The Flu has hit hard this season causing many people to become very sick and resulting in a larger number of deaths. This year’s flu has been hospitalizing Americans at an alarming rate which is a huge cause for concern. USA Today reports that this flu season is “the worst in nearly a decade” and it is present in about 48 states at a high-risk rate. The last major flu season like this one was when the Swine flu ravished Americans in 2009. The flu is affecting both children and adults but is more alarming for kids, as reported by USA Today so far, 63 children have died from this year’s flu, and doctors, unfortunately, are expecting more as the flu continues in the coming weeks.
Medical professionals also have stated that the flu may not have hit its peak, yet which creates even more of a scare for Americans. In an article by the Washington Post, they stated that we are currently in week 11 flu season and on average, flu season lasts about 16 weeks. Knowing that this flu season may not have hit its peak yet has created a panic nationwide. According to the Washington Post, there are two major strands of influenza this season. There is H3N2, which is a type of influenza A and there is also Influenza B.
Influenza A is more prevalent and has affected more people than B, but B may be on the rise. Doctors typically will prescribe patients Tami-Flu. There are other medications, but Tami-Flu is the most popular and tends to work the best. This season’s flu is also creating cause for concern in schools and college campuses as there is a higher chance for it to spread quickly where people gather and live near.

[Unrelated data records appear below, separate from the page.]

use super::{
    sqlite::{instance_capacity, ResultTable},
    ConnectionError, Satisfiability,
};
use crate::{
    config::ColumnLayout,
    dataset::BenchmarkDataset,
    test_util::{database, key, COLUMNS, F, T},
};
use rusqlite::{params, Connection};

#[test]
pub fn detects_first_user_table() {
    let connection = database(&[]);
    let table = ResultTable::detect(&connection).unwrap();

    assert_eq!(table.name(), "results");
    assert_eq!(table.columns(), COLUMNS.map(str::to_owned).as_slice());
}

#[test]
pub fn missing_table_is_schema_not_found() {
    let connection = Connection::open_in_memory().unwrap();

    assert!(matches!(
        ResultTable::detect(&connection),
        Err(ConnectionError::SchemaNotFound)
    ));
}

#[test]
pub fn short_table_fails_fast() {
    let connection = Connection::open_in_memory().unwrap();
    connection
        .execute("create table runs (instance_id integer, a integer, b integer)", [])
        .unwrap();

    match BenchmarkDataset::from_connection(&connection, &ColumnLayout::compact()) {
        Err(ConnectionError::SchemaMismatch { columns, required }) => {
            assert_eq!(columns, 3);
            assert_eq!(required, 18);
        }
        other => panic!("unexpected result {other:?}"),
    }
}

#[test]
pub fn rows_map_into_instances() {
    let connection = database(&[
        (0, [T, F, F, F, F], 0.5, 1.0),
        (0, [F, F, F, F, F], 0.75, 2.0),
        (1, [T, T, F, F, F], 1.5, 3.0),
    ]);
    let dataset = BenchmarkDataset::from_connection(&connection, &ColumnLayout::compact()).unwrap();
    let instances = dataset.instances();

    assert_eq!(dataset.table(), "results");
    assert_eq!(instances.len(), 2);
    assert_eq!(instances[0].results.len(), 2);
    assert_eq!(instances[1].results.len(), 1);

    let results = &instances[0].results[&key(&[T, F, F, F, F])];
    assert_eq!(results["z3"].generation, 1.0);
    assert_eq!(results["z3"].solve, 2.0);
    assert_eq!(results["z3"].other, 64.0);
    assert_eq!(results["cvc5"].primary(), 0.5);

    let problem = instances[1].problem.as_ref().unwrap();
    assert_eq!(problem.grid, vec!["3x3", "0, 1, 2", "7", "x = 7"]);
    assert_eq!(problem.index, None);
    assert_eq!(problem.satisfiability, Satisfiability::Satisfiable);
}

#[test]
pub fn detailed_layout_splits_index() {
    let connection = database(&[(0, [F, F, F, F, F], 0.5, 1.0)]);
    let dataset =
        BenchmarkDataset::from_connection(&connection, &ColumnLayout::detailed()).unwrap();
    let problem = dataset.instances()[0].problem.as_ref().unwrap();

    assert_eq!(problem.grid, vec!["3x3"]);
    assert_eq!(
        problem.index,
        Some(vec!["0".to_owned(), "1".to_owned(), "2".to_owned()])
    );
    assert_eq!(problem.debug, vec!["7", "x = 7"]);
}

#[test]
pub fn duplicate_keys_keep_later_row() {
    let connection = database(&[
        (0, [T, F, F, F, F], 0.5, 1.0),
        (0, [T, F, F, F, F], 0.5, 4.0),
    ]);
    let dataset = BenchmarkDataset::from_connection(&connection, &ColumnLayout::compact()).unwrap();
    let results = &dataset.instances()[0].results;

    assert_eq!(results.len(), 1);
    assert_eq!(results[&key(&[T, F, F, F, F])]["z3"].primary(), 4.0);
}

#[test]
pub fn gaps_yield_empty_instances() {
    let connection = database(&[
        (0, [T, F, F, F, F], 0.5, 1.0),
        (2, [T, F, F, F, F], 0.5, 1.0),
    ]);
    let dataset = BenchmarkDataset::from_connection(&connection, &ColumnLayout::compact()).unwrap();
    let instances = dataset.instances();

    assert_eq!(instances.len(), 3);
    assert_eq!(instances[1].id, 1);
    assert!(instances[1].results.is_empty());
    assert!(instances[1].problem.is_none());
}

#[test]
pub fn highest_instance_id_does_not_overflow() {
    let connection = database(&[(i64::MAX, [T, F, F, F, F], 0.5, 1.0)]);
    let table = ResultTable::detect(&connection).unwrap();

    assert_eq!(table.max_instance(&ColumnLayout::compact()).unwrap(), Some(i64::MAX));
    assert_eq!(instance_capacity(2), 3);
    assert_eq!(instance_capacity(-1), 0);
    if usize::BITS == 64 {
        assert_eq!(instance_capacity(i64::MAX), i64::MAX as usize + 1);
    }
}

#[test]
pub fn keyword_columns_are_read() {
    // `distinct` is an SQL keyword and must survive table creation and loading
    let connection = database(&[(0, [F, T, F, F, F], 0.5, 1.0)]);
    let dataset = BenchmarkDataset::from_connection(&connection, &ColumnLayout::compact()).unwrap();

    assert_eq!(dataset.list_columns()[&8], "distinct");
    assert!(dataset.instances()[0].results.contains_key(&key(&[F, T, F, F, F])));
}

#[test]
pub fn empty_table_yields_empty_dataset() {
    let connection = database(&[]);
    let dataset = BenchmarkDataset::from_connection(&connection, &ColumnLayout::compact()).unwrap();

    assert!(dataset.instances().is_empty());
}

#[test]
pub fn null_measurement_is_malformed() {
    let connection = database(&[(0, [T, F, F, F, F], 0.5, 1.0)]);
    connection
        .execute("update results set z3_time = null", params![])
        .unwrap();

    match BenchmarkDataset::from_connection(&connection, &ColumnLayout::compact()) {
        Err(ConnectionError::MalformedRow {
            instance, column, ..
        }) => {
            assert_eq!(instance, 0);
            assert_eq!(column, 15);
        }
        other => panic!("unexpected result {other:?}"),
    }
}

#[test]
pub fn load_reads_file_and_releases_it() {
    let dir = tempfile::tempdir().unwrap();
    let path = dir.path().join("argyle_time.db");
    {
        let connection = Connection::open(&path).unwrap();
        crate::test_util::create_results(&connection);
        crate::test_util::insert(&connection, 0, [T, F, F, F, F], 0.5, 1.0);
        crate::test_util::insert(&connection, 0, [F, F, F, F, F], 0.5, 2.0);
    }

    let dataset = BenchmarkDataset::load(&path, &ColumnLayout::compact()).unwrap();
    assert_eq!(dataset.instances().len(), 1);
    assert_eq!(dataset.list_columns().len(), COLUMNS.len());
}

#[test]
pub fn load_of_missing_file_fails() {
    let dir = tempfile::tempdir().unwrap();
    let result = BenchmarkDataset::load(&dir.path().join("missing.db"), &ColumnLayout::compact());

    assert!(matches!(result, Err(ConnectionError::SQLite(_))));
}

Here at Bryant, Health Services is making the flu a high priority. Health Services is reporting that they are so swamped with students coming in to get checked they didn’t even have the time to answer my flu-related questions. Also, professors are asking that if you have the flu, to not come to class to get better and to not infect anyone else. Most college campuses are also now offering flu shots to prevent more students from being infected with the flu. As we all know, living tight quarters can also allow the sickness to spread extremely fast. We all have direct roommates we live with and any sickness you have, if you’re not careful, could easily be passed to your roommate.
Anyone who gets the flu on campus should go home if possible. Make sure to report any symptoms you have, as well as wash your hands and door handles in your rooms as much as possible.